If a line in the data below holds the word "UNIQUE", copy it.

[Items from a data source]

==*==

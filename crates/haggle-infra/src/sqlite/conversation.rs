//! SQLite conversation store implementation.
//!
//! Conversations are deduplicated through a UNIQUE `dedup_key` column, so
//! concurrent create-or-get calls for the same participant set and item
//! converge on a single row.

use chrono::{SubsecRound, Utc};
use haggle_core::repository::ConversationStore;
use haggle_types::conversation::{Conversation, CreateConversationRequest, dedup_key};
use haggle_types::error::RepositoryError;
use sqlx::Row;
use sqlx::sqlite::SqlitePool;
use uuid::Uuid;

use super::store::{
    ConversationRow, ParticipantRow, SqliteChatStore, format_datetime, parse_uuid, query_err,
};

impl SqliteChatStore {
    async fn fetch_participants(
        pool: &SqlitePool,
        conversation_id: &str,
    ) -> Result<Vec<haggle_types::conversation::Participant>, RepositoryError> {
        let rows = sqlx::query(
            "SELECT conversation_id, user_id, last_read_message_id, joined_at FROM conversation_participants WHERE conversation_id = ? ORDER BY rowid",
        )
        .bind(conversation_id)
        .fetch_all(pool)
        .await
        .map_err(query_err)?;

        rows.iter()
            .map(|row| {
                ParticipantRow::from_row(row)
                    .map_err(query_err)?
                    .into_participant()
            })
            .collect()
    }

    /// Load a conversation and its participants by a single indexed column.
    async fn fetch_conversation_by(
        pool: &SqlitePool,
        column: &str,
        value: &str,
    ) -> Result<Option<Conversation>, RepositoryError> {
        let sql = format!(
            "SELECT id, item_id, item_title, item_owner_id, metadata, created_at, updated_at, last_message_at FROM conversations WHERE {column} = ?"
        );
        let row = sqlx::query(&sql)
            .bind(value)
            .fetch_optional(pool)
            .await
            .map_err(query_err)?;

        match row {
            Some(row) => {
                let conversation_row = ConversationRow::from_row(&row).map_err(query_err)?;
                let id: String = row.try_get("id").map_err(query_err)?;
                let participants = Self::fetch_participants(pool, &id).await?;
                Ok(Some(conversation_row.into_conversation(participants)?))
            }
            None => Ok(None),
        }
    }

    async fn find_by_dedup_key(
        pool: &SqlitePool,
        key: &str,
    ) -> Result<Option<Conversation>, RepositoryError> {
        Self::fetch_conversation_by(pool, "dedup_key", key).await
    }

    /// Insert the conversation row and every participant row in one transaction.
    ///
    /// A UNIQUE violation on `dedup_key` surfaces as `RepositoryError::Conflict`.
    async fn insert_conversation(
        &self,
        key: &str,
        request: &CreateConversationRequest,
    ) -> Result<Uuid, RepositoryError> {
        let id = Uuid::now_v7();
        let now = format_datetime(&Utc::now().trunc_subsecs(6));
        let metadata = serde_json::to_string(&request.metadata)
            .map_err(|e| RepositoryError::Query(format!("failed to serialize metadata: {e}")))?;

        let mut tx = self.pool.writer.begin().await.map_err(query_err)?;

        let inserted = sqlx::query(
            r#"INSERT INTO conversations (id, dedup_key, item_id, item_title, item_owner_id, metadata, created_at, updated_at, last_message_at)
               VALUES (?, ?, ?, ?, ?, ?, ?, ?, NULL)"#,
        )
        .bind(id.to_string())
        .bind(key)
        .bind(request.item_id.map(|i| i.to_string()))
        .bind(&request.item_title)
        .bind(request.item_owner_id.map(|o| o.to_string()))
        .bind(&metadata)
        .bind(&now)
        .bind(&now)
        .execute(&mut *tx)
        .await;

        match inserted {
            Ok(_) => {}
            Err(sqlx::Error::Database(db_err)) if db_err.message().contains("UNIQUE") => {
                return Err(RepositoryError::Conflict(format!(
                    "conversation already exists for key '{key}'"
                )));
            }
            Err(e) => return Err(query_err(e)),
        }

        let mut seen: Vec<Uuid> = Vec::with_capacity(request.participant_ids.len());
        for user_id in &request.participant_ids {
            if seen.contains(user_id) {
                continue;
            }
            seen.push(*user_id);

            sqlx::query(
                "INSERT INTO conversation_participants (conversation_id, user_id, last_read_message_id, joined_at) VALUES (?, ?, NULL, ?)",
            )
            .bind(id.to_string())
            .bind(user_id.to_string())
            .bind(&now)
            .execute(&mut *tx)
            .await
            .map_err(query_err)?;
        }

        tx.commit().await.map_err(query_err)?;

        tracing::debug!(
            conversation_id = %id,
            participants = seen.len(),
            "Conversation created"
        );
        Ok(id)
    }
}

impl ConversationStore for SqliteChatStore {
    async fn create_or_get_conversation(
        &self,
        request: &CreateConversationRequest,
    ) -> Result<Conversation, RepositoryError> {
        let key = dedup_key(&request.participant_ids, request.item_id.as_ref());

        if let Some(existing) = Self::find_by_dedup_key(&self.pool.reader, &key).await? {
            return Ok(existing);
        }

        match self.insert_conversation(&key, request).await {
            Ok(id) => Self::fetch_conversation_by(&self.pool.writer, "id", &id.to_string())
                .await?
                .ok_or(RepositoryError::NotFound),
            Err(RepositoryError::Conflict(msg)) => {
                // Lost the race: the winner has committed, read it back through the writer.
                tracing::debug!(dedup_key = %key, "Conversation create raced, returning winner");
                Self::find_by_dedup_key(&self.pool.writer, &key)
                    .await?
                    .ok_or(RepositoryError::Conflict(msg))
            }
            Err(e) => Err(e),
        }
    }

    async fn get_conversation(
        &self,
        conversation_id: &Uuid,
    ) -> Result<Option<Conversation>, RepositoryError> {
        Self::fetch_conversation_by(&self.pool.reader, "id", &conversation_id.to_string()).await
    }

    async fn participant_ids(&self, conversation_id: &Uuid) -> Result<Vec<Uuid>, RepositoryError> {
        let rows = sqlx::query(
            "SELECT user_id FROM conversation_participants WHERE conversation_id = ? ORDER BY rowid",
        )
        .bind(conversation_id.to_string())
        .fetch_all(&self.pool.reader)
        .await
        .map_err(query_err)?;

        rows.iter()
            .map(|row| {
                let user_id: String = row.try_get("user_id").map_err(query_err)?;
                parse_uuid(&user_id)
            })
            .collect()
    }
}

==*==

• ANSWER BOX:
//! Conversations are deduplicated through a UNIQUE `dedup_key` column, so
    /// A UNIQUE violation on `dedup_key` surfaces as `RepositoryError::Conflict`.
            Err(sqlx::Error::Database(db_err)) if db_err.message().contains("UNIQUE") => {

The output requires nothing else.